According to industry sources, Phesgo (pertuzumab/trastuzumab), which is a subcutaneous injection combination of Roche's Perjeta and Herceptin, has passed drug committees (DC) reviews of tertiary hospitals in Korea, including Samsung Medical Center and Seoul National University Hospital.

As a biobetter drug, the drug has been reimbursed since August, being applied to the preferential drug pricing plan.

Phesgo is a combination of Herceptin and Perjeta, drugs that were previously administered intravenously, into a single subcutaneous injection.

The primary benefit of the change from an intravenous to a subcutaneous formulation is its reduced administration time.

When treating HER2-positive breast cancer, the existing intravenous regimen required a total of 270 minutes (4.5 hours) for a single dose administration and observation.

In the case of Phesgo, the treatment can be completed within 20 minutes as it requires 5 minutes of administration and 15 minutes of observation time, reducing the time by up to 90% compared to traditional therapy.

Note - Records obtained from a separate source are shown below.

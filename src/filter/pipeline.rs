use crate::catalog::loader::MarketEntry;
use crate::config::config::AppCfg;
use crate::core::types::Trade;
use crate::stats::store::MarketStats;

/// Why the gatekeeper dropped a trade. Stage order is fixed: the first
/// rejection stops the chain.
#[derive(Clone, Copy, Debug, PartialEq, Eq)]
pub enum Rejection {
    UnknownMarket,
    ExcludedMarket,
    BelowMinSize,
    LpPairing,
}

impl Rejection {
    pub fn as_str(&self) -> &'static str {
        match self {
            Rejection::UnknownMarket => "unknown_market",
            Rejection::ExcludedMarket => "excluded_market",
            Rejection::BelowMinSize => "below_min_size",
            Rejection::LpPairing => "lp_pairing",
        }
    }
}

pub struct FilterPipeline {
    min_usd_size: f64,
    lp_window_ms: i64,
}

impl FilterPipeline {
    pub fn new(cfg: &AppCfg) -> FilterPipeline {
        Self {
            min_usd_size: cfg.min_usd_size,
            lp_window_ms: cfg.lp_detection_window_ms,
        }
    }

    /// Run the reject chain for one trade. A trade that reaches the LP stage
    /// is recorded in `pending_opposite` even when it ultimately survives;
    /// a pairing hit erases the earlier leg and discards this one.
    pub fn evaluate(
        &self,
        trade: &Trade,
        entry: Option<&MarketEntry>,
        stats: &mut MarketStats,
    ) -> Result<(), Rejection> {
        let entry = entry.ok_or(Rejection::UnknownMarket)?;
        if entry.excluded {
            return Err(Rejection::ExcludedMarket);
        }

        if trade.usd_value() < self.min_usd_size {
            return Err(Rejection::BelowMinSize);
        }

        if stats.check_lp_pair(
            &trade.wallet,
            trade.outcome,
            trade.timestamp_ms,
            self.lp_window_ms,
        ) {
            return Err(Rejection::LpPairing);
        }

        Ok(())
    }
}

#[cfg(test)]
mod tests {
    use super::*;
    use crate::core::types::{Outcome, Side};
    use config::Config;

    fn pipeline() -> FilterPipeline {
        let cfg: AppCfg = Config::builder()
            .build()
            .unwrap()
            .try_deserialize()
            .unwrap();
        FilterPipeline::new(&cfg)
    }

    fn entry(excluded: bool) -> MarketEntry {
        MarketEntry {
            asset_id: "a1".to_string(),
            question: "Will it happen?".to_string(),
            slug: None,
            end_time: None,
            outcome: Outcome::Yes,
            excluded,
        }
    }

    fn trade(wallet: &str, outcome: Outcome, usd: f64, ts: i64) -> Trade {
        Trade {
            asset_id: "a1".to_string(),
            side: Side::Buy,
            outcome,
            price: 0.5,
            size: usd / 0.5,
            wallet: wallet.to_string(),
            timestamp_ms: ts,
            trade_id: format!("t{ts}"),
        }
    }

    #[test]
    fn test_unknown_market_rejected() {
        let p = pipeline();
        let mut stats = MarketStats::default();
        let t = trade("0xa", Outcome::Yes, 5000.0, 1000);
        assert_eq!(p.evaluate(&t, None, &mut stats), Err(Rejection::UnknownMarket));
    }

    #[test]
    fn test_excluded_market_rejected() {
        let p = pipeline();
        let mut stats = MarketStats::default();
        let t = trade("0xa", Outcome::Yes, 5000.0, 1000);
        assert_eq!(
            p.evaluate(&t, Some(&entry(true)), &mut stats),
            Err(Rejection::ExcludedMarket)
        );
    }

    #[test]
    fn test_below_min_size_rejected() {
        let p = pipeline();
        let mut stats = MarketStats::default();
        let t = trade("0xa", Outcome::Yes, 1999.0, 1000);
        assert_eq!(
            p.evaluate(&t, Some(&entry(false)), &mut stats),
            Err(Rejection::BelowMinSize)
        );
        // small trades never reach the LP stage, so nothing was recorded
        assert!(!stats.check_lp_pair("0xa", Outcome::No, 1050, 200));
    }

    #[test]
    fn test_lp_pair_rejects_both_legs() {
        let p = pipeline();
        let mut stats = MarketStats::default();
        let e = entry(false);

        let first = trade("0xd", Outcome::Yes, 5000.0, 1000);
        assert!(p.evaluate(&first, Some(&e), &mut stats).is_ok());

        let second = trade("0xd", Outcome::No, 5000.0, 1150);
        assert_eq!(
            p.evaluate(&second, Some(&e), &mut stats),
            Err(Rejection::LpPairing)
        );
    }

    #[test]
    fn test_lp_pair_outside_window_passes() {
        let p = pipeline();
        let mut stats = MarketStats::default();
        let e = entry(false);

        let first = trade("0xd", Outcome::Yes, 5000.0, 1000);
        let second = trade("0xd", Outcome::No, 5000.0, 1500);
        assert!(p.evaluate(&first, Some(&e), &mut stats).is_ok());
        assert!(p.evaluate(&second, Some(&e), &mut stats).is_ok());
    }
}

The coinsurance rate of Phesgo was set at the same as for Perjeta: ▲30% when administered in combination with chemotherapy as neo-adjuvant therapy for patients with locally advanced inflammatory or early-stage (>2 cm in diameter) HER2-positive breast cancer; ▲100% when administered in combination as adjuvant therapy for patients who are HER2-positive and have lymph node-positive breast cancer (up to 18 cycles of trastuzumab and pertuzumab combination therapy); and▲5% when administered in combination for patients with metastatic or unresectable locally advanced recurrent breast cancer who are HER2-positive and have not received prior HER2 therapy or chemotherapy.

In the Phase III FeDeriCa study that studied 500 patients with HER2-positive early-stage breast cancer, the Phesgo subcutaneous arm was found to be non-inferior to the trastuzumab and pertuzumab intravenous arms.

In general, because intravenous and subcutaneous injections have different routes of administration, their anticancer effect is identified based on the trough level and the probability of being cancer-free at the time of surgery.

In the case of Phesgo, there was no difference in the trough level according to the route of administration, and the anti-cancer effect and survival period of the two therapies were the same, offering added strength of convenience to the existing advantages.

“In the FeDeriCa study, Phesgo subcutaneous injection demonstrated equivalent trough levels as intravenous trastuzumab and pertuzumab,” said Seock-Ah Im, Professor of hematology-oncology at Seoul National University Hospital.

”It provides convenience to both patients and healthcare providers by reducing treatment time while maintaining the effectiveness and safety of intravenous trastuzumab and pertuzumab.” Meanwhile, the insurance authorities have also decided to reimburse Phesgo through the risk-sharing agreement scheme, to save health insurance finances.

This is because Phesgo’s development target product, Perjeta, is also currently covered by the risk-sharing agreement scheme.